TASK STATEMENT: Say how many of the lines below hold "ImageRepository", writing the number and nothing more.

[Collected data]

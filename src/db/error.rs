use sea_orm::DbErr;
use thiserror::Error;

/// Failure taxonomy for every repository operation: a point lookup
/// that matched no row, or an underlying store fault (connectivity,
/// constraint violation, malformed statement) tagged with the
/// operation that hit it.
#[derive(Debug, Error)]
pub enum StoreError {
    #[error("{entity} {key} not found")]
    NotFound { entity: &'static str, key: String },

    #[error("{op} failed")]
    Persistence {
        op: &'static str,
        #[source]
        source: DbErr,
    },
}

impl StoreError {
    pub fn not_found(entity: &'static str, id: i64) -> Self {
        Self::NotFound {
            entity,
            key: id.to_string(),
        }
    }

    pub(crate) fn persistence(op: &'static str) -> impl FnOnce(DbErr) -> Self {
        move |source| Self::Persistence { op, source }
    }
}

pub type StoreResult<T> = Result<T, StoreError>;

---

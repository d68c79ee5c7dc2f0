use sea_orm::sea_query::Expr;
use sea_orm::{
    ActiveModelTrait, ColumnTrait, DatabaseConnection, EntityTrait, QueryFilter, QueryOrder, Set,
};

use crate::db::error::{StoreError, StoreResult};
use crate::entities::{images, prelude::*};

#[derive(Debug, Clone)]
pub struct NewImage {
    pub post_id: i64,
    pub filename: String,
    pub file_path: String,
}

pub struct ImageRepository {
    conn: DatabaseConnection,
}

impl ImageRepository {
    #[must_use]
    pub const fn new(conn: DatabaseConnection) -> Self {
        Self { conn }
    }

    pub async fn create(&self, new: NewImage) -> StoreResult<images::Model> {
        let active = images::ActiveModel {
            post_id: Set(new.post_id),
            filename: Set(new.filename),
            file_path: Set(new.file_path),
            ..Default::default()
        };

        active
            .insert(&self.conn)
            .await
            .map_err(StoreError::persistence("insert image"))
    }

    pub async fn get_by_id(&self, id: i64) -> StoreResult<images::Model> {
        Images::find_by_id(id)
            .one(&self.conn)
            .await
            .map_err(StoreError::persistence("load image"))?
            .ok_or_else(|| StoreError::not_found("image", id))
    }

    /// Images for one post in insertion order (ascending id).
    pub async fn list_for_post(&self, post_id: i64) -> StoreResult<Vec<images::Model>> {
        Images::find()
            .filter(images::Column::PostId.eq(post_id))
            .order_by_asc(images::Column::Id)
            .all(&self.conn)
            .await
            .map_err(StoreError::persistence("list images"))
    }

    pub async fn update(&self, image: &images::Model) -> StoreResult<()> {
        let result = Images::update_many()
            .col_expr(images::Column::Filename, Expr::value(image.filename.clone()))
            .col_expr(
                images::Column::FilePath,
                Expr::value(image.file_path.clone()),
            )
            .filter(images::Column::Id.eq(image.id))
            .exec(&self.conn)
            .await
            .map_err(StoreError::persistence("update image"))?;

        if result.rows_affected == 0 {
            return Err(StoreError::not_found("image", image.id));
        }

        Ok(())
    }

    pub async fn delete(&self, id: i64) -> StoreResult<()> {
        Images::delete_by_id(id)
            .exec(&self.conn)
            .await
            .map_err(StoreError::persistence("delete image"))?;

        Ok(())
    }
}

==

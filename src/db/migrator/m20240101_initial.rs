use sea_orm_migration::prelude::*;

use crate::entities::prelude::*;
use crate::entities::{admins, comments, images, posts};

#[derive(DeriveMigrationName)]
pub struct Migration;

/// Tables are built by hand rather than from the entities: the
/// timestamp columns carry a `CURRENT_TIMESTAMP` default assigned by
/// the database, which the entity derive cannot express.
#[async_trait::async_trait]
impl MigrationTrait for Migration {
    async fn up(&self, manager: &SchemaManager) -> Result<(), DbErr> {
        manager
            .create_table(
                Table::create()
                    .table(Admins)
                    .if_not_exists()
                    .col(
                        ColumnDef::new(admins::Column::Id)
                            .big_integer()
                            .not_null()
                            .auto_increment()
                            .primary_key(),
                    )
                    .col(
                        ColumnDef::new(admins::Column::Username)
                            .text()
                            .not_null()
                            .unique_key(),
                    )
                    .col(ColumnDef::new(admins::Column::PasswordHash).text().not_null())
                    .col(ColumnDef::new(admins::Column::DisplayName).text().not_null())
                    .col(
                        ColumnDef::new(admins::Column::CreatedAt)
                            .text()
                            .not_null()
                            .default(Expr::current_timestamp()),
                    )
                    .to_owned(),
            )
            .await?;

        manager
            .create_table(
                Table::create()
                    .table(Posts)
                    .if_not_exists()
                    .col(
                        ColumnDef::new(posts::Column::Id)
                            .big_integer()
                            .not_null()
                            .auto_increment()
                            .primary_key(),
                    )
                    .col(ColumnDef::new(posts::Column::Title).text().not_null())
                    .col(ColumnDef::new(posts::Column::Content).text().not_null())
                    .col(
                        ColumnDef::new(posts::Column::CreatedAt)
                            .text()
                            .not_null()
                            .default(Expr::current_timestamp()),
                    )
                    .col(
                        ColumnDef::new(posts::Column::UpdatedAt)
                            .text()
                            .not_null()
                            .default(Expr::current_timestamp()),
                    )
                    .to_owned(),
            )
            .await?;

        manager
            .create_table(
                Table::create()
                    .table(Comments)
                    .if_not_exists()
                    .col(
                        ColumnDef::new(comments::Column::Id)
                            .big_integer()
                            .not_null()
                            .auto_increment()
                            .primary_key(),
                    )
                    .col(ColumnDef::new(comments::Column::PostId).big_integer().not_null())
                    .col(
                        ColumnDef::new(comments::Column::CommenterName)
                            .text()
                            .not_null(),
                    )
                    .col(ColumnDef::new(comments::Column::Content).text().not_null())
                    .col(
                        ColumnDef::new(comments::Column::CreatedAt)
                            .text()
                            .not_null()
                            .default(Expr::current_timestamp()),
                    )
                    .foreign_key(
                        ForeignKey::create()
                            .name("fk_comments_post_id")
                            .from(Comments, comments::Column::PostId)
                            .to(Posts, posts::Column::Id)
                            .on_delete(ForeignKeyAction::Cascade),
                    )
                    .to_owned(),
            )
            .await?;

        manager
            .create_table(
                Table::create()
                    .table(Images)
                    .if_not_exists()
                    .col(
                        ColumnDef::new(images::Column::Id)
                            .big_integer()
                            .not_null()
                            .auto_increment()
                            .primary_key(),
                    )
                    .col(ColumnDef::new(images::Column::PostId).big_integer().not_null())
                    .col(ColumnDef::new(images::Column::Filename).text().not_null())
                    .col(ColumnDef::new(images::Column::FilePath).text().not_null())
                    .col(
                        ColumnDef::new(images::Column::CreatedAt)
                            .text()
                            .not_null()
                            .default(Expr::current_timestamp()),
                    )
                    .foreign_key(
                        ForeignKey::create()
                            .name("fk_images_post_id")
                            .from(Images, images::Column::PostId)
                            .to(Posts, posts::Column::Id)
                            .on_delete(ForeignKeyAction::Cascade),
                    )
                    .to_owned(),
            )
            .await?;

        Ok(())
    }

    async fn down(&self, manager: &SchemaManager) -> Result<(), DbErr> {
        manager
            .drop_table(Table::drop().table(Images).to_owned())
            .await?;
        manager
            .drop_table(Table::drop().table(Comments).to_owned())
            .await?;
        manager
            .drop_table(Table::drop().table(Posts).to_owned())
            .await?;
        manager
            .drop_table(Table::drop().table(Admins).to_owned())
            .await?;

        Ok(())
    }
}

EXERCISE SOLUTION: 2